PROVOCADOR. En cada uno de sus libros hay una provocación, “destrucción de todos los tabúes, donde sexo y religión se complementan en lugar de oponerse, la sacralización de lo profano y la profanización de lo sagrado”, como bien lo advertía el gran peruanista francés Roland Forgues, en su notable ensayo “Gregorio Martínez: El espejo en que Narciso se mira y no se reconoce”, sobre los libros Biblia de guarango y Libro de los espejos, 7 ensayos a filo de catre.

Pero la expresión renovadora que encarna Gregorio Martínez surge con la descomposición del boom de la narrativa hispanoamericana de la década de 1960, donde él forma parte de una nueva hornada de narradores.
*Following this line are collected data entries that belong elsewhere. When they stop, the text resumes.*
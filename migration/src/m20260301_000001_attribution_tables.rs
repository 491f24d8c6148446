//! 归因基础表
//!
//! campaigns / influencers / campaign_influencers / coupons / tracking_links。
//! coupons.code 与 tracking_links.short_code 的唯一索引是发码重试的唯一依据。

use sea_orm_migration::prelude::*;

#[derive(DeriveMigrationName)]
pub struct Migration;

#[async_trait::async_trait]
impl MigrationTrait for Migration {
    async fn up(&self, manager: &SchemaManager) -> Result<(), DbErr> {
        manager
            .create_table(
                Table::create()
                    .table(Campaigns::Table)
                    .if_not_exists()
                    .col(
                        ColumnDef::new(Campaigns::Id)
                            .big_integer()
                            .not_null()
                            .auto_increment()
                            .primary_key(),
                    )
                    .col(ColumnDef::new(Campaigns::AdvertiserId).big_integer().not_null())
                    .col(ColumnDef::new(Campaigns::Name).string_len(100).not_null())
                    .col(
                        ColumnDef::new(Campaigns::Status)
                            .string_len(50)
                            .not_null()
                            .default("draft"),
                    )
                    .col(
                        ColumnDef::new(Campaigns::Budget)
                            .double()
                            .not_null()
                            .default(0.0),
                    )
                    .col(ColumnDef::new(Campaigns::StartDate).date().null())
                    .col(ColumnDef::new(Campaigns::EndDate).date().null())
                    .col(
                        ColumnDef::new(Campaigns::CreatedAt)
                            .timestamp_with_time_zone()
                            .not_null(),
                    )
                    .to_owned(),
            )
            .await?;

        manager
            .create_index(
                Index::create()
                    .if_not_exists()
                    .name("idx_campaigns_advertiser")
                    .table(Campaigns::Table)
                    .col(Campaigns::AdvertiserId)
                    .to_owned(),
            )
            .await?;

        manager
            .create_table(
                Table::create()
                    .table(Influencers::Table)
                    .if_not_exists()
                    .col(
                        ColumnDef::new(Influencers::Id)
                            .big_integer()
                            .not_null()
                            .auto_increment()
                            .primary_key(),
                    )
                    .col(ColumnDef::new(Influencers::Name).string_len(100).not_null())
                    .col(
                        ColumnDef::new(Influencers::Email)
                            .string_len(100)
                            .not_null()
                            .unique_key(),
                    )
                    .col(ColumnDef::new(Influencers::SocialHandle).string_len(100).null())
                    .col(
                        ColumnDef::new(Influencers::CreatedAt)
                            .timestamp_with_time_zone()
                            .not_null(),
                    )
                    .to_owned(),
            )
            .await?;

        // (campaign_id, influencer_id) 复合主键：保证分成 join 最多一对一
        manager
            .create_table(
                Table::create()
                    .table(CampaignInfluencers::Table)
                    .if_not_exists()
                    .col(
                        ColumnDef::new(CampaignInfluencers::CampaignId)
                            .big_integer()
                            .not_null(),
                    )
                    .col(
                        ColumnDef::new(CampaignInfluencers::InfluencerId)
                            .big_integer()
                            .not_null(),
                    )
                    .col(
                        ColumnDef::new(CampaignInfluencers::RevenueShareType)
                            .string_len(20)
                            .not_null()
                            .default("percentage"),
                    )
                    .col(
                        ColumnDef::new(CampaignInfluencers::RevenueShareValue)
                            .double()
                            .not_null()
                            .default(0.0),
                    )
                    .primary_key(
                        Index::create()
                            .name("pk_campaign_influencers")
                            .col(CampaignInfluencers::CampaignId)
                            .col(CampaignInfluencers::InfluencerId),
                    )
                    .to_owned(),
            )
            .await?;

        manager
            .create_table(
                Table::create()
                    .table(Coupons::Table)
                    .if_not_exists()
                    .col(
                        ColumnDef::new(Coupons::Id)
                            .big_integer()
                            .not_null()
                            .auto_increment()
                            .primary_key(),
                    )
                    .col(ColumnDef::new(Coupons::Code).string_len(50).not_null())
                    .col(ColumnDef::new(Coupons::CampaignId).big_integer().not_null())
                    .col(ColumnDef::new(Coupons::InfluencerId).big_integer().null())
                    .col(
                        ColumnDef::new(Coupons::IsActive)
                            .boolean()
                            .not_null()
                            .default(true),
                    )
                    .col(ColumnDef::new(Coupons::Settings).text().null())
                    .col(
                        ColumnDef::new(Coupons::CreatedAt)
                            .timestamp_with_time_zone()
                            .not_null(),
                    )
                    .to_owned(),
            )
            .await?;

        manager
            .create_index(
                Index::create()
                    .if_not_exists()
                    .name("uq_coupons_code")
                    .table(Coupons::Table)
                    .col(Coupons::Code)
                    .unique()
                    .to_owned(),
            )
            .await?;

        manager
            .create_table(
                Table::create()
                    .table(TrackingLinks::Table)
                    .if_not_exists()
                    .col(
                        ColumnDef::new(TrackingLinks::Id)
                            .big_integer()
                            .not_null()
                            .auto_increment()
                            .primary_key(),
                    )
                    .col(
                        ColumnDef::new(TrackingLinks::ShortCode)
                            .string_len(20)
                            .not_null(),
                    )
                    .col(ColumnDef::new(TrackingLinks::DestinationUrl).text().not_null())
                    .col(
                        ColumnDef::new(TrackingLinks::CampaignId)
                            .big_integer()
                            .not_null(),
                    )
                    .col(ColumnDef::new(TrackingLinks::InfluencerId).big_integer().null())
                    .col(
                        ColumnDef::new(TrackingLinks::CreatedAt)
                            .timestamp_with_time_zone()
                            .not_null(),
                    )
                    .to_owned(),
            )
            .await?;

        manager
            .create_index(
                Index::create()
                    .if_not_exists()
                    .name("uq_tracking_links_short_code")
                    .table(TrackingLinks::Table)
                    .col(TrackingLinks::ShortCode)
                    .unique()
                    .to_owned(),
            )
            .await?;

        Ok(())
    }

    async fn down(&self, manager: &SchemaManager) -> Result<(), DbErr> {
        manager
            .drop_table(Table::drop().table(TrackingLinks::Table).to_owned())
            .await?;
        manager
            .drop_table(Table::drop().table(Coupons::Table).to_owned())
            .await?;
        manager
            .drop_table(Table::drop().table(CampaignInfluencers::Table).to_owned())
            .await?;
        manager
            .drop_table(Table::drop().table(Influencers::Table).to_owned())
            .await?;
        manager
            .drop_table(Table::drop().table(Campaigns::Table).to_owned())
            .await
    }
}

#[derive(DeriveIden)]
enum Campaigns {
    #[sea_orm(iden = "campaigns")]
    Table,
    Id,
    AdvertiserId,
    Name,
    Status,
    Budget,
    StartDate,
    EndDate,
    CreatedAt,
}

#[derive(DeriveIden)]
enum Influencers {
    #[sea_orm(iden = "influencers")]
    Table,
    Id,
    Name,
    Email,
    SocialHandle,
    CreatedAt,
}

#[derive(DeriveIden)]
enum CampaignInfluencers {
    #[sea_orm(iden = "campaign_influencers")]
    Table,
    CampaignId,
    InfluencerId,
    RevenueShareType,
    RevenueShareValue,
}

#[derive(DeriveIden)]
enum Coupons {
    #[sea_orm(iden = "coupons")]
    Table,
    Id,
    Code,
    CampaignId,
    InfluencerId,
    IsActive,
    Settings,
    CreatedAt,
}

#[derive(DeriveIden)]
enum TrackingLinks {
    #[sea_orm(iden = "tracking_links")]
    Table,
    Id,
    ShortCode,
    DestinationUrl,
    CampaignId,
    InfluencerId,
    CreatedAt,
}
Además, en 1968, junto a Luis Urteaga Cabrera (Los hijos del orden), el autor de Biblia de guarango se imponía en concursos de cuentos y ya manifestaba su gran irreverencia narrativa.

ESTILO PROPIO. Sin imitación ni calco de la narrativa que dominaba la década que lo precedía -utilizando los recursos de la imaginación poética, lo real-maravilloso y la tradición oral del pueblo-, Martínez realiza con la mentalidad, la sensibilidad, el lenguaje y la memoria colectiva de la población afroperuana (con un significativo componente indígena) de la costa de Nasca, plasmando un delicioso y hondo retrato ‘desde dentro’, con un dominio verbal magistral tanto en el cuento y en la novela.

Inolvidable también es su irreverencia en el análisis lingüístico, donde con muchos recursos literarios populares reta la intelectualidad de los académicos y critica los prejuicios lingüísticos. Como bien lo cita Roland Forgues en su ensayo: “creo que estamos en una línea de cuestionamiento y regeneración paralela a la del cuestionamiento y regeneración del lenguaje de los que participa su propia escritura. Lo están ilustrando, a las mil maravillas, las bellas páginas del libro que le consagra al vocablo de origen quechua «poto» del que lamenta, y con razón, que no figure en el Diccionario de peruanismos de Martha Hildebrandt:

“POTO, vocablo de origen quechua, antro redondo y túrgido en el castellano que hablamos los peruanos. Se acomodó, suave y meneadito, en todos los niveles sociales, en cada región geográfica. Dicha palabra, poto, es el nombre de una cucurbitácea nativa. Por artificio metafórico, poto resulta, a la vez, el apelativo coloquial del trasero humano. Pero, de modo inexplicable, poto no asoma su protuberancia en el volumen Peruanismos, de Martha Hildebrandt, que ya va por la 3a edición, Lima, 1994.

En efecto, el calepino de Martha Hildebrandt no tiene poto. Nunca meneó, la susodicha autora, el vocablo poto. Ni en Peruanismos, aparecido por primera vez en 1969, cuando todavía éramos virgo, y menos en Lengua culta (título anacrónico). Tan ostensible carencia huele a lo peor: autocensura y falso pudor. Pues, igual, el glosario mencionado omite palabras tan usuales como: cojudito, ortencio, guasamaya, guasamandrapa, chuchumeca, trola (en su significación lúdica y perniciosa), etc.”

Sin duda, un narrador inolvidable, que hizo de sus anécdotas diarias en su pueblo el universo literario que sus lectores siempre recordarán.